Stored data entries
──────

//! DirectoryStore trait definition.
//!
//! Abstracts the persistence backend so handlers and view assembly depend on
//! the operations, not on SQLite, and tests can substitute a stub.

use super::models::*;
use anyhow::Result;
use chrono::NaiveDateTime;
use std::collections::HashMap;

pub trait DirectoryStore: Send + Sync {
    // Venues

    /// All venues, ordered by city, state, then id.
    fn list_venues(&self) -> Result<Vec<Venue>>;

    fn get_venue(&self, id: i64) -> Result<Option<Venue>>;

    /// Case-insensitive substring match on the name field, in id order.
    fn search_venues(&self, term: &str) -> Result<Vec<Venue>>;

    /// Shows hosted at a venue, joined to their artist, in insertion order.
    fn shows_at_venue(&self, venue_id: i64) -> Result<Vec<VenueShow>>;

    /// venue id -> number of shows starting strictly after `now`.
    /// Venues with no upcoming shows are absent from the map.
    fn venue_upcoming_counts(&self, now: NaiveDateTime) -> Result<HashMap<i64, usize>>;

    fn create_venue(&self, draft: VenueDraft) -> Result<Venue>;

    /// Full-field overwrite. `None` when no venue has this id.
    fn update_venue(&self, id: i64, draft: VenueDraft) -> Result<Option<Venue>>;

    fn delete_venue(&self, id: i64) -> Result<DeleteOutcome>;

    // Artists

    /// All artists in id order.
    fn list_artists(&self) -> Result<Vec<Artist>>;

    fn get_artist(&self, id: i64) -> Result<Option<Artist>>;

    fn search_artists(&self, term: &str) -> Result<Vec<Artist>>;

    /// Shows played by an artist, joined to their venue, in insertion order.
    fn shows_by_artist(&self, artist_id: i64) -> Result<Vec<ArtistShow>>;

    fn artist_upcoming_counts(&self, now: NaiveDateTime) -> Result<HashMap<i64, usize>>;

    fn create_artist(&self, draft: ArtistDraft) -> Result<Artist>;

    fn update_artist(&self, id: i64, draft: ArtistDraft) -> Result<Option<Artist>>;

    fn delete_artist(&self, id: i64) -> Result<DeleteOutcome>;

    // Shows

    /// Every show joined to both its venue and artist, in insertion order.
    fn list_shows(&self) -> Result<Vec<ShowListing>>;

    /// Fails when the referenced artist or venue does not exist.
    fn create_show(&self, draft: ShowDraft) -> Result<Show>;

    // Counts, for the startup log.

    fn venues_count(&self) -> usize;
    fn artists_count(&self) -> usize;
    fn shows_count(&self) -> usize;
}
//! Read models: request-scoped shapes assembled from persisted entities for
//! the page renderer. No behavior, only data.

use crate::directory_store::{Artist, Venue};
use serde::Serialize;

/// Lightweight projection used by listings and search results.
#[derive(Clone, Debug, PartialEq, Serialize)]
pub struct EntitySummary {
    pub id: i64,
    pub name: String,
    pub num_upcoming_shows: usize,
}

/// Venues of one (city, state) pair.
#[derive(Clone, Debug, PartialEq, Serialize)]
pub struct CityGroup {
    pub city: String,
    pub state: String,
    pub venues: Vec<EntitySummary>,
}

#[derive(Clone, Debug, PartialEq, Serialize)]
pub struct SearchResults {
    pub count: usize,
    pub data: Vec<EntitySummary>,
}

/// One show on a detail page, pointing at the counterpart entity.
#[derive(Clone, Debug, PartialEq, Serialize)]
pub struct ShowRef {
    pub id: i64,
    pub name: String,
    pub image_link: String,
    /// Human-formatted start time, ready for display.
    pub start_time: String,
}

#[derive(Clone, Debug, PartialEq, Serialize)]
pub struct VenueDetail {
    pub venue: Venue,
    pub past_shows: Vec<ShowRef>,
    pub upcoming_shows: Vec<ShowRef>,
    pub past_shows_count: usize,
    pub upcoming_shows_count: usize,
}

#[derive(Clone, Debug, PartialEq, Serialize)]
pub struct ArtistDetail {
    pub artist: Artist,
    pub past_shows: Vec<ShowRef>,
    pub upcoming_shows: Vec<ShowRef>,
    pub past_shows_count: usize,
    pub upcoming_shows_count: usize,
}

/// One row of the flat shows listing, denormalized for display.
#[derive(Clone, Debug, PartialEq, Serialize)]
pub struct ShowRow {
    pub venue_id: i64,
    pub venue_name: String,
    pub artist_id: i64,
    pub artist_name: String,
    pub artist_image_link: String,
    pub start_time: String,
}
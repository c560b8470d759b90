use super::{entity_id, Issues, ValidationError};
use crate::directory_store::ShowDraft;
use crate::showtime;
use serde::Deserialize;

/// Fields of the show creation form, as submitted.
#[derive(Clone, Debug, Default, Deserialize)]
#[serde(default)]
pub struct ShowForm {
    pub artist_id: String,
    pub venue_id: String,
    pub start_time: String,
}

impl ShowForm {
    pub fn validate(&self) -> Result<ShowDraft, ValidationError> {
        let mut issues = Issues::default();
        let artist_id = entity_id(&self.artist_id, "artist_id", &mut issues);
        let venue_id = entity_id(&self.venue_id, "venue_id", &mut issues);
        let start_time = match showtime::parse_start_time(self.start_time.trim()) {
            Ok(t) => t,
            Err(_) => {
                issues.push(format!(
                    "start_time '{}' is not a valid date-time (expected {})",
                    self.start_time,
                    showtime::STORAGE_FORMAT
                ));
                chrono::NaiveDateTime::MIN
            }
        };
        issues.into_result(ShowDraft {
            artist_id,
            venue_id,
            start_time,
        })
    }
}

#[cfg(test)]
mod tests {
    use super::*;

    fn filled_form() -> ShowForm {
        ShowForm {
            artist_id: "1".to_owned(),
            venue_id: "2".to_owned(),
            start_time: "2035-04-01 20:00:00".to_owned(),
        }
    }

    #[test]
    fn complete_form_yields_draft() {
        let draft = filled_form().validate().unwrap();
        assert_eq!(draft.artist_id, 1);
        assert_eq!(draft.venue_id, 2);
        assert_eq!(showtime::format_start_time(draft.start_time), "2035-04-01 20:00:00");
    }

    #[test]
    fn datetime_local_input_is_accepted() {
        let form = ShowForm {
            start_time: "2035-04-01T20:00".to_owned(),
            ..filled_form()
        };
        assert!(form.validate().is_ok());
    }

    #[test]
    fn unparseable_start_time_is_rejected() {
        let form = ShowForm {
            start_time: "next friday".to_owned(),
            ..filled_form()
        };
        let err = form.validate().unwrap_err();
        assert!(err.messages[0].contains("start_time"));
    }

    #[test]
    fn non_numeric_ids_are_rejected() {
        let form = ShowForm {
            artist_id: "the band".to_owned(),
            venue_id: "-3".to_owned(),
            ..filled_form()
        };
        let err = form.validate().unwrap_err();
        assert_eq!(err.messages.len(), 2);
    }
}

──────

**Exercise prompt**
For the string "ValidationError", filter the data and copy out each line where it occurs.

**Output of the task**
use super::{entity_id, Issues, ValidationError};
    pub fn validate(&self) -> Result<ShowDraft, ValidationError> {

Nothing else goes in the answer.